[Records from a data collection]
....

//! Category-specific remediation routines and the table binding them.
mod degrade;
mod dependency;
mod missing_file;
mod output;
mod syntax;

use std::collections::{BTreeMap, HashMap};
use std::path::PathBuf;
use std::sync::Arc;

use conversion_core::{ErrorCategory, ErrorContext, ErrorRecord};
use serde::Serialize;

use crate::config::RecoverySettings;
use crate::persist::PersistError;

pub use degrade::{LenientValidationStrategy, TransformationFallbackStrategy, TransientNetworkStrategy};
pub use dependency::DependencySearchStrategy;
pub use missing_file::AlternatePathStrategy;
pub use output::OutputRedirectStrategy;
pub use syntax::{repair_text, SyntaxRepairStrategy, SyntaxValidator, YamlValidator};

/// Result of one recovery attempt.
#[derive(Debug, Clone, PartialEq, Serialize)]
pub struct RecoveryOutcome {
    pub success: bool,
    pub reason: String,
    /// Success that only removes part of the cause (e.g. directory created,
    /// file still absent).
    pub partial: bool,
    #[serde(skip_serializing_if = "BTreeMap::is_empty")]
    pub resolved_dependencies: BTreeMap<String, PathBuf>,
    #[serde(skip_serializing_if = "Option::is_none")]
    pub error: Option<String>,
    /// Context after the strategy ran, set on success so the caller can retry.
    #[serde(skip_serializing_if = "Option::is_none")]
    pub context: Option<ErrorContext>,
}

impl RecoveryOutcome {
    pub fn recovered(reason: impl Into<String>) -> Self {
        Self {
            success: true,
            reason: reason.into(),
            partial: false,
            resolved_dependencies: BTreeMap::new(),
            error: None,
            context: None,
        }
    }

    pub fn partially_recovered(reason: impl Into<String>) -> Self {
        Self {
            partial: true,
            ..Self::recovered(reason)
        }
    }

    pub fn failed(reason: impl Into<String>) -> Self {
        Self {
            success: false,
            ..Self::recovered(reason)
        }
    }

    pub fn strategy_failed(error: &RecoveryError) -> Self {
        Self {
            error: Some(error.to_string()),
            ..Self::failed("Recovery strategy failed")
        }
    }
}

/// Internal failure of a strategy, as opposed to a strategy that ran and
/// found nothing to fix.
#[derive(Debug, thiserror::Error)]
pub enum RecoveryError {
    #[error("io error: {0}")]
    Io(#[from] std::io::Error),
    #[error("persist error: {0}")]
    Persist(#[from] PersistError),
}

#[async_trait::async_trait]
pub trait RecoveryStrategy: Send + Sync {
    fn name(&self) -> &'static str;

    /// Try to remove the cause of `record`, mutating `context` toward a
    /// state in which the failed step can be retried.
    async fn recover(
        &self,
        record: &ErrorRecord,
        context: &mut ErrorContext,
    ) -> Result<RecoveryOutcome, RecoveryError>;
}

#[derive(Debug, thiserror::Error, PartialEq, Eq)]
pub enum RegistryError {
    #[error("recoverable category {0} has no recovery strategy")]
    Unbound(ErrorCategory),
}

/// Category to strategy table. Every recoverable category must be bound.
#[derive(Default, Clone)]
pub struct RecoveryRegistry {
    strategies: HashMap<ErrorCategory, Arc<dyn RecoveryStrategy>>,
}

impl RecoveryRegistry {
    pub fn new() -> Self {
        Self::default()
    }

    /// The standard binding for every recoverable category.
    pub fn with_defaults(settings: &RecoverySettings, validator: Arc<dyn SyntaxValidator>) -> Self {
        let mut registry = Self::new();
        let redirect: Arc<dyn RecoveryStrategy> =
            Arc::new(OutputRedirectStrategy::new(settings.fallback_dir()));

        registry.register(
            ErrorCategory::FileNotFound,
            Arc::new(AlternatePathStrategy::new(
                settings.alternate_extensions.clone(),
                settings.alternate_dirs.clone(),
            )),
        );
        registry.register(
            ErrorCategory::InvalidSyntax,
            Arc::new(SyntaxRepairStrategy::new(
                validator,
                settings.backup_suffix.clone(),
            )),
        );
        registry.register(
            ErrorCategory::MissingDependency,
            Arc::new(DependencySearchStrategy::new(
                settings.dependency_roots.clone(),
                settings.alternate_extensions.clone(),
            )),
        );
        registry.register(ErrorCategory::PermissionDenied, redirect.clone());
        registry.register(ErrorCategory::WriteFailed, redirect);
        registry.register(
            ErrorCategory::ValidationFailed,
            Arc::new(LenientValidationStrategy),
        );
        registry.register(
            ErrorCategory::TransformationFailed,
            Arc::new(TransformationFallbackStrategy),
        );
        registry.register(ErrorCategory::NetworkError, Arc::new(TransientNetworkStrategy));
        registry
    }

    /// Bind `strategy` to `category`, returning the strategy it replaced.
    pub fn register(
        &mut self,
        category: ErrorCategory,
        strategy: Arc<dyn RecoveryStrategy>,
    ) -> Option<Arc<dyn RecoveryStrategy>> {
        self.strategies.insert(category, strategy)
    }

    pub fn strategy(&self, category: ErrorCategory) -> Option<Arc<dyn RecoveryStrategy>> {
        self.strategies.get(&category).cloned()
    }

    pub fn validate(&self) -> Result<(), RegistryError> {
        for category in ErrorCategory::ALL {
            if category.is_recoverable() && !self.strategies.contains_key(&category) {
                return Err(RegistryError::Unbound(category));
            }
        }
        Ok(())
    }

    /// Run the strategy bound to `category`.
    ///
    /// # Panics
    ///
    /// Panics if no strategy is bound: asking to recover an unbound category
    /// is a programming error, not a conversion failure.
    pub async fn recover(
        &self,
        category: ErrorCategory,
        record: &ErrorRecord,
        context: &mut ErrorContext,
    ) -> Result<RecoveryOutcome, RecoveryError> {
        let Some(strategy) = self.strategy(category) else {
            panic!("no recovery strategy bound for category {category}");
        };
        strategy.recover(record, context).await
    }
}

....

■ WHAT IS BEING ASKED
Give the lines from the one containing "for category in" through the end of the entries again, exactly as written and with no other lines.

■ EXERCISE RESPONSE
        for category in ErrorCategory::ALL {
            if category.is_recoverable() && !self.strategies.contains_key(&category) {
                return Err(RegistryError::Unbound(category));
            }
        }
        Ok(())
    }

    /// Run the strategy bound to `category`.
    ///
    /// # Panics
    ///
    /// Panics if no strategy is bound: asking to recover an unbound category
    /// is a programming error, not a conversion failure.
    pub async fn recover(
        &self,
        category: ErrorCategory,
        record: &ErrorRecord,
        context: &mut ErrorContext,
    ) -> Result<RecoveryOutcome, RecoveryError> {
        let Some(strategy) = self.strategy(category) else {
            panic!("no recovery strategy bound for category {category}");
        };
        strategy.recover(record, context).await
    }
}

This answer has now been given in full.